Lynne Buckley-Quirk
La expresión “Una Iglesia Viva” es la descripción perfecta de una iglesia filial a la que mi esposo y yo pertenecíamos en Saint Louis, Missouri, Estados Unidos. Tal vez algunos piensen que esa declaración es exagerada. Después de todo, esta filial tiene una de las membresías más pequeñas entre las muy activas y numerosas filiales del área metropolitana. (La mayor población de Ciencia Cristiana está concentrada en los suburbios, no en el corazón de la ciudad donde se encuentra esta filial.) Y, aunque el gran edificio es histórico y hermoso (fue construido a fines del siglo XIX y fue la primera iglesia de la Ciencia Cristiana en el área), muchos argumentarían que tiene muy poca gente para un espacio tan grande.
Sin embargo, sólo basta conocer mejor a los miembros para descubrir que las apariencias externas engañan. El hecho es que esta iglesia es vibrante, cálida, creativa, dedicada y con la atención puesta en la curación. Y esta atmósfera se manifiesta también en la activa y alegre Escuela Dominical y en la sala para niños. A esta fortaleza de la iglesia se le suma una membresía diversa en la edad de los miembros y variedad étnica.
Hace alrededor de un año, una búsqueda espiritual llevó la iglesia a un nivel aún más elevado de energía y actividad, cuando un padre joven calladamente sugirió que las calificaciones para hacerse miembro eran demasiado restrictivas.

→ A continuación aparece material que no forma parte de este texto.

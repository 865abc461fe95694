//! Reference table input: raw records and the CSV/JSON reader.

mod reader;
mod source;

pub use reader::{ReaderConfig, TableReader, EMBEDDED_TABLE};
pub use source::{RawRecord, RawTable, SourceMetadata, TableFormat};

Después de orar con toda sinceridad y de una atenta discusión, el comité de aprobación de nuevos miembros presentó una enmienda al estatuto sobre la afiliación. La enmienda propuso ofrecer a los solicitantes un cálido abrazo, en lugar de una lista de lo que no debían hacer. Se produjo una animada discusión, y aunque no hubo confrontación, la propuesta fue suspendida y todos estuvieron de acuerdo en seguir orando por ella.
Antes de la siguiente reunión administrativa, el comité de miembros reescribió la enmienda para incluir cuatro declaraciones pertinentes escritas por Mary Baker Eddy, las cuales describen el espíritu cristiano en general —así como una muestra de los comportamientos específicos— que se espera de todos los miembros de la iglesia. 1
Con la presentación de la nueva enmienda se produjo un cambio gradual en el pensamiento. Después de varios minutos de revisar y forjar palabras con ternura y en unidad, la enmienda fue aprobada por unanimidad.

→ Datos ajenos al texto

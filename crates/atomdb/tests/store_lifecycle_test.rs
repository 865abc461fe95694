//! Tests for the process-wide store lifecycle.
//!
//! The store is global, so every test holds `LOCK` and starts from a torn
//! down store with the default configuration.

use std::sync::{Arc, Mutex, MutexGuard, PoisonError};
use std::thread;

use atomdb::store::{self, StoreState};
use atomdb::{AtomdbError, LoaderConfig, TableSource, METASTATE_LEVELS};

static LOCK: Mutex<()> = Mutex::new(());

fn fresh_store() -> MutexGuard<'static, ()> {
    let guard = LOCK.lock().unwrap_or_else(PoisonError::into_inner);
    store::teardown();
    store::configure(LoaderConfig::default());
    guard
}

/// A table declaring one more element than it contains.
const CORRUPTED: &str = "# element_count: 3\n\
    atomic_number,symbol,mass_number,relative_atomic_mass,\
    isotopic_composition,standard_atomic_weight,notes\n\
    1,H,1,1.00782503207(10),0.999885(70),1.00794(7),\n\
    2,He,4,4.00260325415(6),0.99999866(3),4.002602(2),\n";

fn corrupted_config() -> LoaderConfig {
    LoaderConfig {
        source: TableSource::Inline(CORRUPTED.to_string()),
        ..Default::default()
    }
}

#[test]
fn test_first_lookup_loads() {
    let _guard = fresh_store();
    assert_eq!(store::state(), StoreState::Unloaded);

    let hydrogen = atomdb::get_element(1).unwrap().unwrap();
    assert_eq!(hydrogen.symbol, "H");
    assert_eq!(store::state(), StoreState::Loaded);
}

#[test]
fn test_each_lookup_triggers_load() {
    let _guard = fresh_store();
    let isotope = atomdb::get_isotope(1, 1).unwrap().unwrap();
    assert_eq!(isotope.mass_number, 1);
    assert!(store::is_loaded());

    store::teardown();
    let state = atomdb::get_isotope_metastate(1, 1, 1).unwrap().unwrap();
    assert_eq!(state.level, 1);
    assert!(store::is_loaded());
}

#[test]
fn test_lookups_share_one_catalog() {
    let _guard = fresh_store();
    atomdb::get_element(26).unwrap();
    let first = store::catalog().unwrap();
    atomdb::get_isotope(26, 56).unwrap();
    let second = store::catalog().unwrap();

    assert!(Arc::ptr_eq(&first, &second));
    assert_eq!(first.element_count(), 118);
    assert_eq!(first.isotope_count(), second.isotope_count());
}

#[test]
fn test_init_is_idempotent() {
    let _guard = fresh_store();
    store::init().unwrap();
    let first = store::catalog().unwrap();
    store::init().unwrap();
    store::init_with(corrupted_config()).unwrap();
    let second = store::catalog().unwrap();

    assert!(Arc::ptr_eq(&first, &second));
}

#[test]
fn test_not_found_is_ok_none() {
    let _guard = fresh_store();
    assert!(atomdb::get_element(0).unwrap().is_none());
    assert!(atomdb::get_element(119).unwrap().is_none());
    assert!(atomdb::get_isotope(1, 8).unwrap().is_none());
    assert!(atomdb::get_isotope_metastate(1, 1, METASTATE_LEVELS + 1).unwrap().is_none());
    assert!(atomdb::get_isotope_metastate(1, 1, 256).unwrap().is_none());
    assert!(atomdb::get_isotope_metastate(1, 1, u32::MAX).unwrap().is_none());
    assert!(atomdb::get_isotope_metastate(1, 8, 1).unwrap().is_none());
}

#[test]
fn test_failed_load_stays_unloaded() {
    let _guard = fresh_store();
    store::configure(corrupted_config());

    assert!(matches!(
        atomdb::get_element(1),
        Err(AtomdbError::ElementCountMismatch { declared: 3, found: 2 })
    ));
    assert!(atomdb::get_isotope(1, 1).is_err());
    assert!(atomdb::get_isotope_metastate(1, 1, 1).is_err());
    assert_eq!(store::state(), StoreState::Unloaded);
}

#[test]
fn test_retry_after_failed_load() {
    let _guard = fresh_store();
    assert!(store::init_with(corrupted_config()).is_err());
    assert!(!store::is_loaded());

    store::configure(LoaderConfig::default());
    assert_eq!(atomdb::get_element(2).unwrap().unwrap().symbol, "He");
    assert!(store::is_loaded());
}

#[test]
fn test_teardown_resets() {
    let _guard = fresh_store();
    let before = store::catalog().unwrap();
    store::teardown();
    assert_eq!(store::state(), StoreState::Unloaded);

    // Handed-out catalogs outlive the teardown.
    assert_eq!(before.element(1).unwrap().symbol, "H");

    let after = store::catalog().unwrap();
    assert!(!Arc::ptr_eq(&before, &after));
    assert_eq!(before.isotope_count(), after.isotope_count());
}

#[test]
fn test_concurrent_first_access_loads_once() {
    let _guard = fresh_store();

    let handles: Vec<_> = (0..8)
        .map(|_| thread::spawn(|| store::catalog().unwrap()))
        .collect();
    let catalogs: Vec<_> = handles.into_iter().map(|h| h.join().unwrap()).collect();

    for catalog in &catalogs[1..] {
        assert!(Arc::ptr_eq(&catalogs[0], catalog));
    }
}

Como resultado del cambio, ahora más miembros están envueltos en el proceso de solicitud. Los que aprueban la solicitud y el comité de miembros trabajan juntos, especialmente con el solicitante que es nuevo en la Ciencia Cristiana, para brindarle apoyo y ser su mentor cuando es necesario.
¡Hay mucha alegría! La constante corriente de visitantes y nuevos solicitantes para afiliarse es tan solo un ejemplo del pensamiento progresivo que sostiene esta iglesia filial en su aventura por siempre viva.
Lynne Buckley-Quirk es practicista de la Ciencia Cristiana en St. Louis, Missouri, Estados Unidos.
1 Véanse Ciencia y Salud, pág. 453:30–3 y 157:9–11; Rudimentos de la Ciencia divina, pág. 3:16–26; La Primera Iglesia de Cristo, Científico, y Miscelánea, pág. 114:3–7.